■ Data excerpts:

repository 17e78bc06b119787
//! Per-axis inclusion tests. A task is in the view iff every predicate holds.

use crate::models::Task;

use super::state::{FilterState, PriceBucket, QuickFilter, SearchScope, TimeBucket};

pub const HIGH_PAY_THRESHOLD: u32 = 5000;

const URGENT_TAG_MARKERS: &[&str] = &["緊急", "急募", "urgent"];
const TODAY_DEADLINE_MARKERS: &[&str] = &["今日", "本日", "today"];

fn time_markers(bucket: TimeBucket) -> &'static [&'static str] {
    match bucket {
        TimeBucket::Today => &["今日", "today"],
        TimeBucket::Tomorrow => &["明日", "tomorrow"],
        TimeBucket::ThisWeek => &["今週", "週末", "this week", "weekend"],
        TimeBucket::Flexible => &["相談", "都合", "flexible", "negotiable"],
    }
}

fn contains_any(haystack: &str, needles: &[&str]) -> bool {
    let haystack = haystack.to_lowercase();
    needles.iter().any(|n| haystack.contains(n))
}

pub fn matches(task: &Task, state: &FilterState) -> bool {
    matches_category(task, state)
        && matches_search(task, &state.search_term, state.search_scope)
        && matches_quick_filter(task, state.quick_filter)
        && matches_location(task, state.location.as_deref())
        && matches_price(task, state.price_bucket)
        && matches_time(task, state.time_bucket)
}

pub fn matches_category(task: &Task, state: &FilterState) -> bool {
    state.category.map_or(true, |c| task.category == c)
}

/// Case-insensitive substring match. An empty term always passes.
pub fn matches_search(task: &Task, term: &str, scope: SearchScope) -> bool {
    if term.is_empty() {
        return true;
    }
    let term = term.to_lowercase();
    let hit = |text: &str| text.to_lowercase().contains(&term);
    match scope {
        SearchScope::Title => hit(&task.title),
        SearchScope::Description => hit(&task.description),
        SearchScope::Tags => task.tags.iter().any(|tag| hit(tag)),
        SearchScope::Location => hit(&task.location_name),
        SearchScope::All => {
            let all = format!(
                "{} {} {} {}",
                task.title,
                task.description,
                task.location_name,
                task.tags.join(" ")
            );
            hit(&all)
        }
    }
}

pub fn matches_quick_filter(task: &Task, quick: Option<QuickFilter>) -> bool {
    match quick {
        None => true,
        Some(QuickFilter::Urgent) => task
            .tags
            .iter()
            .any(|tag| contains_any(tag, URGENT_TAG_MARKERS)),
        Some(QuickFilter::Today) => contains_any(&task.deadline, TODAY_DEADLINE_MARKERS),
        Some(QuickFilter::HighPay) => task.price_value() >= HIGH_PAY_THRESHOLD,
    }
}

pub fn matches_location(task: &Task, location: Option<&str>) -> bool {
    location.map_or(true, |l| task.location == l)
}

pub fn matches_price(task: &Task, bucket: Option<PriceBucket>) -> bool {
    bucket.map_or(true, |b| b.contains(task.price_value()))
}

pub fn matches_time(task: &Task, bucket: Option<TimeBucket>) -> bool {
    bucket.map_or(true, |b| contains_any(&task.deadline, time_markers(b)))
}
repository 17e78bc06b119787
use base64::Engine;
use serde::{Deserialize, Serialize};
use ulid::Ulid;

#[derive(Debug, Clone, Copy, PartialEq, Eq, Serialize, Deserialize)]
#[serde(rename_all = "lowercase")]
pub enum PreferredTime {
    Morning,
    Afternoon,
    Evening,
    Anytime,
}

impl PreferredTime {
    pub const ALL: [PreferredTime; 4] = [
        Self::Morning,
        Self::Afternoon,
        Self::Evening,
        Self::Anytime,
    ];

    pub fn as_str(&self) -> &'static str {
        match self {
            Self::Morning => "morning",
            Self::Afternoon => "afternoon",
            Self::Evening => "evening",
            Self::Anytime => "anytime",
        }
    }

    pub fn from_str(s: &str) -> Option<Self> {
        match s {
            "morning" => Some(Self::Morning),
            "afternoon" => Some(Self::Afternoon),
            "evening" => Some(Self::Evening),
            "anytime" => Some(Self::Anytime),
            _ => None,
        }
    }

    pub fn display_name(&self) -> &'static str {
        match self {
            Self::Morning => "Morning (9:00-12:00)",
            Self::Afternoon => "Afternoon (13:00-17:00)",
            Self::Evening => "Evening (17:00-20:00)",
            Self::Anytime => "Anytime",
        }
    }
}

/// Raw file handed over by the file picker.
#[derive(Debug, Clone)]
pub struct ImageBlob {
    pub name: String,
    pub mime_type: String,
    pub size: u64,
    pub content: Vec<u8>,
}

impl ImageBlob {
    pub fn new(name: impl Into<String>, mime_type: impl Into<String>, content: Vec<u8>) -> Self {
        Self {
            name: name.into(),
            mime_type: mime_type.into(),
            size: content.len() as u64,
            content,
        }
    }

    /// `data:` URL of the file content, used as the attachment preview.
    pub fn data_url(&self) -> String {
        let encoded = base64::engine::general_purpose::STANDARD.encode(&self.content);
        format!("data:{};base64,{encoded}", self.mime_type)
    }
}

/// An accepted image. `id` is stable for the lifetime of the draft.
#[derive(Debug, Clone, Serialize)]
pub struct AttachedImage {
    pub id: Ulid,
    pub name: String,
    pub mime_type: String,
    pub size: u64,
    /// Filled in once the preview read completes.
    pub preview: Option<String>,
}

/// The in-progress task-creation record. Fields hold raw user input.
#[derive(Debug, Clone, Default, Serialize)]
pub struct DraftTask {
    pub category: String,
    pub title: String,
    pub description: String,
    pub location: String,
    pub budget: String,
    /// `YYYY-MM-DD`
    pub preferred_date: String,
    pub preferred_time: String,
    pub urgent: bool,
    pub images: Vec<AttachedImage>,
}

#[cfg(test)]
mod tests {
    use super::*;

    #[test]
    fn test_data_url_preview() {
        let blob = ImageBlob::new("dot.png", "image/png", b"hello".to_vec());
        assert_eq!(blob.size, 5);
        assert_eq!(blob.data_url(), "data:image/png;base64,aGVsbG8=");
    }
}
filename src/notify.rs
//! User-facing notifications ("toasts").
//!
//! Components never talk to a concrete notifier. They hold a [`Notifications`]
//! handle whose notifier is optional; with no notifier attached every call is
//! a no-op. Display defaults live in one process-wide [`NotificationConfig`]
//! installed at startup with [`configure`].

use std::fmt;
use std::sync::{Arc, Mutex, OnceLock, RwLock};

use serde::{Deserialize, Serialize};

#[derive(Debug, Clone, Copy, PartialEq, Eq, Serialize)]
#[serde(rename_all = "lowercase")]
pub enum Level {
    Success,
    Info,
    Warning,
    Error,
}

impl Level {
    pub fn as_str(&self) -> &'static str {
        match self {
            Self::Success => "success",
            Self::Info => "info",
            Self::Warning => "warning",
            Self::Error => "error",
        }
    }
}

#[derive(Debug, Clone, PartialEq, Eq, Serialize, Deserialize)]
#[serde(default)]
pub struct NotificationConfig {
    pub close_button: bool,
    pub newest_on_top: bool,
    pub progress_bar: bool,
    pub position: String,
    pub prevent_duplicates: bool,
    pub show_duration_ms: u64,
    pub hide_duration_ms: u64,
    pub timeout_ms: u64,
    pub extended_timeout_ms: u64,
}

impl Default for NotificationConfig {
    fn default() -> Self {
        Self {
            close_button: true,
            newest_on_top: true,
            progress_bar: true,
            position: "top-right".to_string(),
            prevent_duplicates: false,
            show_duration_ms: 300,
            hide_duration_ms: 1000,
            timeout_ms: 3000,
            extended_timeout_ms: 1000,
        }
    }
}

static CONFIG: OnceLock<RwLock<NotificationConfig>> = OnceLock::new();

fn config_slot() -> &'static RwLock<NotificationConfig> {
    CONFIG.get_or_init(|| RwLock::new(NotificationConfig::default()))
}

/// Replace the process-wide notification defaults.
pub fn configure(config: NotificationConfig) {
    match config_slot().write() {
        Ok(mut guard) => *guard = config,
        Err(poisoned) => *poisoned.into_inner() = config,
    }
}

/// Snapshot of the process-wide notification defaults.
pub fn current() -> NotificationConfig {
    match config_slot().read() {
        Ok(guard) => guard.clone(),
        Err(poisoned) => poisoned.into_inner().clone(),
    }
}

#[derive(Debug, Clone, Copy)]
pub struct Notification<'a> {
    pub level: Level,
    pub title: Option<&'a str>,
    pub message: &'a str,
}

pub trait Notifier: Send + Sync {
    fn notify(&self, notification: &Notification<'_>, config: &NotificationConfig);
}

/// Optional notifier capability handed to components.
#[derive(Clone, Default)]
pub struct Notifications {
    notifier: Option<Arc<dyn Notifier>>,
}

impl fmt::Debug for Notifications {
    fn fmt(&self, f: &mut fmt::Formatter<'_>) -> fmt::Result {
        f.debug_struct("Notifications")
            .field("available", &self.is_available())
            .finish()
    }
}

impl Notifications {
    pub fn new(notifier: Arc<dyn Notifier>) -> Self {
        Self {
            notifier: Some(notifier),
        }
    }

    pub fn none() -> Self {
        Self { notifier: None }
    }

    pub fn is_available(&self) -> bool {
        self.notifier.is_some()
    }

    pub fn success(&self, title: Option<&str>, message: &str) {
        self.send(Level::Success, title, message);
    }

    pub fn info(&self, title: Option<&str>, message: &str) {
        self.send(Level::Info, title, message);
    }

    pub fn warning(&self, title: Option<&str>, message: &str) {
        self.send(Level::Warning, title, message);
    }

    pub fn error(&self, title: Option<&str>, message: &str) {
        self.send(Level::Error, title, message);
    }

    fn send(&self, level: Level, title: Option<&str>, message: &str) {
        let Some(ref notifier) = self.notifier else {
            return;
        };
        let notification = Notification {
            level,
            title,
            message,
        };
        notifier.notify(&notification, &current());
    }
}

/// Routes notifications into the log.
#[derive(Debug, Default)]
pub struct TracingNotifier;

impl Notifier for TracingNotifier {
    fn notify(&self, n: &Notification<'_>, _config: &NotificationConfig) {
        let title = n.title.unwrap_or("");
        match n.level {
            Level::Success | Level::Info => {
                tracing::info!(kind = n.level.as_str(), title, "{}", n.message)
            }
            Level::Warning => tracing::warn!(title, "{}", n.message),
            Level::Error => tracing::error!(title, "{}", n.message),
        }
    }
}

/// Prints notifications to stderr, one line each.
#[derive(Debug, Default)]
pub struct ConsoleNotifier {
    last: Mutex<Option<String>>,
}

impl ConsoleNotifier {
    pub fn new() -> Self {
        Self::default()
    }

    fn render(n: &Notification<'_>) -> String {
        match n.title {
            Some(title) => format!("[{}] {}: {}", n.level.as_str(), title, n.message),
            None => format!("[{}] {}", n.level.as_str(), n.message),
        }
    }
}

impl Notifier for ConsoleNotifier {
    fn notify(&self, n: &Notification<'_>, config: &NotificationConfig) {
        let line = Self::render(n);
        let mut last = match self.last.lock() {
            Ok(guard) => guard,
            Err(poisoned) => poisoned.into_inner(),
        };
        if config.prevent_duplicates && last.as_deref() == Some(line.as_str()) {
            return;
        }
        eprintln!("{line}");
        *last = Some(line);
    }
}

#[cfg(test)]
pub(crate) mod testing {
    use super::*;

    /// Collects every notification for assertions.
    #[derive(Debug, Default)]
    pub struct RecordingNotifier {
        pub seen: Mutex<Vec<(Level, String)>>,
    }

    impl RecordingNotifier {
        pub fn levels(&self) -> Vec<Level> {
            self.seen.lock().unwrap().iter().map(|(l, _)| *l).collect()
        }

        pub fn messages(&self) -> Vec<String> {
            self.seen.lock().unwrap().iter().map(|(_, m)| m.clone()).collect()
        }
    }

    impl Notifier for RecordingNotifier {
        fn notify(&self, n: &Notification<'_>, _config: &NotificationConfig) {
            self.seen
                .lock()
                .unwrap()
                .push((n.level, n.message.to_string()));
        }
    }
}
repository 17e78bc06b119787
pub mod json;
pub mod text;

■ WORK ORDER:
Your answer should be all lines from the data that contain "Anytime".

■ EXERCISE RESULT:
    Anytime,
        Self::Anytime,
            Self::Anytime => "anytime",
            "anytime" => Some(Self::Anytime),
            Self::Anytime => "Anytime",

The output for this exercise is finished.